Patch of hair growing in a circular direction around a visible center point

A hair whorl (also known as a crown, swirl, or trichoglyph) is a patch of hair growing in a circular direction around a visible center point. Hair whorls occur in most hairy animals on the body as well as on the head, and can be either clockwise, counterclockwise or diffuse in direction of growth.

==In human theories==
Hair whorls on the head (parietal whorls) have been studied by some behaviorists. Most people have clockwise scalp hair-whorls. Parietal whorls which are considered to be normal scalp patterns could be a single whorl or double whorls. Cases of triple parietal whorls are less common.

Amar J. S. Klar conducted research to see if there was a genetic link between handedness and hair-whorl direction. He found that 8.4% of right-handed people and 45% of left-handed people have counterclockwise hair-whorls. His research suggested that a single gene may control both handedness and hair-whorl direction.
However, Klar's research methodology in this and other studies has been questioned.

The direction of hair whorl is not consistent with Blaschko's lines.

Another result concerning handedness of the progeny of discordant monozygotic twins suggests that left handed people are one gene apart from right handed people.
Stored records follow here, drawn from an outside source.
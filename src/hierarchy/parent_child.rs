// src/hierarchy/parent_child.rs

use crate::a5_index::{deserialize, serialize};
use crate::constants::{FIRST_HILBERT_RESOLUTION, MAX_RESOLUTION, NUM_SEGMENTS};
use crate::origin::{origins, Origin};
use crate::types::{A5Cell, A5Error, A5Index};

/// Resolution levels below `child_res` that multiply the Hilbert index.
#[inline]
fn hilbert_levels(parent_res: i32, child_res: i32) -> u32 {
  (child_res - parent_res.max(FIRST_HILBERT_RESOLUTION - 1)).max(0) as u32
}

fn validate_child_res(parent_res: i32, child_res: i32) -> Result<(), A5Error> {
  if child_res <= parent_res || child_res > MAX_RESOLUTION {
    return Err(A5Error::ResDomain);
  }
  Ok(())
}

/// Origins and segments a parent fans out over when descending to `child_res`.
fn fan_out(cell: &A5Cell, child_res: i32) -> (Vec<&'static Origin>, Vec<usize>) {
  let new_origins = if cell.resolution == 0 {
    origins().iter().collect()
  } else {
    vec![cell.origin]
  };
  let new_segments = if (cell.resolution == 0 && child_res > 1) || cell.resolution == 1 {
    (0..NUM_SEGMENTS).collect()
  } else {
    vec![cell.segment]
  };
  (new_origins, new_segments)
}

/// Produces the parent of `index` at `parent_res`, or one level up when `None`.
///
/// # Errors
/// * `A5Error::CellInvalid` if `index` does not decode.
/// * `A5Error::ResDomain` if `parent_res` is negative or not coarser than the cell.
pub fn cell_to_parent(index: A5Index, parent_res: Option<i32>) -> Result<A5Index, A5Error> {
  let cell = deserialize(index)?;
  let parent_res = parent_res.unwrap_or(cell.resolution - 1);
  if parent_res < 0 || parent_res >= cell.resolution {
    return Err(A5Error::ResDomain);
  }

  let shift = 2 * (cell.resolution - parent_res) as u32;
  let s = cell.s.checked_shr(shift).unwrap_or(0);
  serialize(&A5Cell { s, resolution: parent_res, ..cell })
}

/// Exact number of children `cell_to_children` would return.
///
/// # Errors
/// Same as [`cell_to_children`].
pub fn cell_to_children_size(index: A5Index, child_res: Option<i32>) -> Result<u64, A5Error> {
  let cell = deserialize(index)?;
  let child_res = child_res.unwrap_or(cell.resolution + 1);
  validate_child_res(cell.resolution, child_res)?;

  let (new_origins, new_segments) = fan_out(&cell, child_res);
  let per_segment = 1u64 << (2 * hilbert_levels(cell.resolution, child_res));
  Ok(new_origins.len() as u64 * new_segments.len() as u64 * per_segment)
}

/// Produces the children of `index` at `child_res`, or one level down when
/// `None`, in Hilbert order.
///
/// # Errors
/// * `A5Error::CellInvalid` if `index` does not decode.
/// * `A5Error::ResDomain` if `child_res` is not finer than the cell or exceeds 31.
pub fn cell_to_children(index: A5Index, child_res: Option<i32>) -> Result<Vec<A5Index>, A5Error> {
  let cell = deserialize(index)?;
  let child_res = child_res.unwrap_or(cell.resolution + 1);
  validate_child_res(cell.resolution, child_res)?;

  let (new_origins, new_segments) = fan_out(&cell, child_res);
  let levels = hilbert_levels(cell.resolution, child_res);
  let per_segment = 1u64 << (2 * levels);
  let shifted_s = cell.s << (2 * levels);

  let capacity = usize::try_from(new_origins.len() as u64 * new_segments.len() as u64 * per_segment)
    .map_err(|_| A5Error::ResDomain)?;
  let mut children = Vec::with_capacity(capacity);
  for &origin in &new_origins {
    for &segment in &new_segments {
      for i in 0..per_segment {
        children.push(serialize(&A5Cell {
          origin,
          segment,
          s: shifted_s + i,
          resolution: child_res,
        })?);
      }
    }
  }
  Ok(children)
}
Together, these results suggest that a single gene controls handedness, whorl orientation, and twin concordance and discordance, and that neuronal and visceral (internal organs) forms of bilateral asymmetry are coded by separate sets of genetic pathways.

The “single gene controlling handedness, whorl orientation, twin concordance/discordance, and visceral asymmetry” idea is outdated and not supported by modern genetics. These traits are influenced by a mix of genetic factors and developmental randomness, with different pathways for brain lateralization (handedness), hair follicle growth patterns, and organ placement.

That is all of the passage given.